• _Exercise requirements_
What is the number of lines in the data below that contain "history"? Answer with that number and no other words.

Stored data
//! HTTP surface of the assistant: the chat endpoints the widget calls, the
//! welcome-context lookup and the health probes.

use crate::health;
use crate::ingress::{ChatRequest, RawChatRequest};
use crate::logging::{log_request_summary, request_id_middleware};
use crate::types::*;
use crate::AppState;
use axum::extract::rejection::JsonRejection;
use axum::extract::{DefaultBodyLimit, Query, State};
use axum::http::{header, Method};
use axum::response::sse::{Event, KeepAlive};
use axum::response::{IntoResponse, Response, Sse};
use axum::routing::{get, post};
use axum::{middleware, Json, Router};
use futures_util::StreamExt;
use serde::{Deserialize, Serialize};
use std::convert::Infallible;
use std::sync::Arc;
use std::time::Duration;
use tower_http::cors::{Any, CorsLayer};

#[derive(Serialize, Debug)]
#[serde(rename_all = "camelCase")]
pub struct ChatResponse {
    pub response: String,
    pub timestamp: String,
    pub user_location: UserLocation,
    pub session_id: String,
}

#[derive(Deserialize, Debug, Default)]
#[serde(rename_all = "camelCase")]
pub struct ContextQuery {
    #[serde(default)]
    pub user_location: Option<String>,
}

#[derive(Serialize, Debug)]
#[serde(rename_all = "camelCase")]
pub struct ContextResponse {
    pub user_location: UserLocation,
    pub welcome_message: &'static str,
    pub placeholder: &'static str,
}

/// ISO-8601 UTC with millisecond precision, e.g. `2025-01-31T09:15:02.123Z`.
pub fn timestamp() -> String {
    chrono::Utc::now().to_rfc3339_opts(chrono::SecondsFormat::Millis, true)
}

fn read_payload(
    payload: std::result::Result<Json<serde_json::Value>, JsonRejection>,
) -> Result<RawChatRequest> {
    match payload {
        Ok(Json(value)) => RawChatRequest::from_value(value),
        Err(rejection) => {
            tracing::warn!("[🌐 -> ⚙️ ] Unreadable body: {}", rejection.body_text());
            Err(AssistantError::InvalidRequest(rejection.body_text()).into())
        }
    }
}

pub async fn chat(
    State(state): State<Arc<AppState>>,
    payload: std::result::Result<Json<serde_json::Value>, JsonRejection>,
) -> Result<Json<ChatResponse>> {
    let request: ChatRequest = read_payload(payload)?.validate_strict()?;
    log_request_summary(&request, false);

    let response = state
        .assistant
        .generate_response(&request.message, &request.history, request.location)
        .await;

    tracing::info!("[⚙️  -> 🌐] Reply: {} chars", response.len());
    Ok(Json(ChatResponse {
        response,
        timestamp: timestamp(),
        user_location: request.location,
        session_id: request.session_id.unwrap_or_else(|| "unknown".to_string()),
    }))
}

/// JSON body of one SSE frame. Error chunks keep their fallback `content` so
/// the widget still has something to show.
pub fn chunk_payload(chunk: &StreamChunk) -> serde_json::Value {
    match chunk {
        StreamChunk::Error { error, content } => serde_json::json!({
            "error": error,
            "content": content,
            "timestamp": timestamp(),
        }),
        other => serde_json::json!({
            "content": other.content(),
            "timestamp": timestamp(),
        }),
    }
}

pub fn chunk_event(chunk: &StreamChunk) -> Event {
    Event::default().data(chunk_payload(chunk).to_string())
}

pub async fn chat_stream(
    State(state): State<Arc<AppState>>,
    payload: std::result::Result<Json<serde_json::Value>, JsonRejection>,
) -> Response {
    let request = match read_payload(payload).and_then(RawChatRequest::validate_lenient) {
        Ok(r) => r,
        Err(e) => return e.into_response(),
    };
    log_request_summary(&request, true);

    let chunks = state
        .assistant
        .clone()
        .generate_stream(request.message, request.history, request.location);
    let events = chunks.map(|chunk| Ok::<_, Infallible>(chunk_event(&chunk)));

    Sse::new(events)
        .keep_alive(
            KeepAlive::new()
                .interval(Duration::from_secs(15))
                .text("keepalive"),
        )
        .into_response()
}

pub async fn context(Query(query): Query<ContextQuery>) -> Json<ContextResponse> {
    let location = match query.user_location.as_deref() {
        Some(s) => UserLocation::parse_lenient(s),
        None => UserLocation::default(),
    };
    Json(ContextResponse {
        user_location: location,
        welcome_message: location.welcome(),
        placeholder: location.placeholder(),
    })
}

pub fn build_router(state: Arc<AppState>) -> Router {
    let cors = CorsLayer::new()
        .allow_origin(Any)
        .allow_methods([Method::GET, Method::POST, Method::OPTIONS])
        .allow_headers([header::CONTENT_TYPE, header::AUTHORIZATION]);

    Router::new()
        .route("/api/chat", post(chat))
        .route("/api/chat/stream", post(chat_stream))
        .route("/api/chat/context", get(context))
        .route("/health", get(health::liveness))
        .route("/readyz", get(health::readiness))
        .layer(DefaultBodyLimit::max(state.args.max_body_size))
        .layer(cors)
        .layer(middleware::from_fn(request_id_middleware))
        .with_state(state)
}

• _Answer to this problem_
2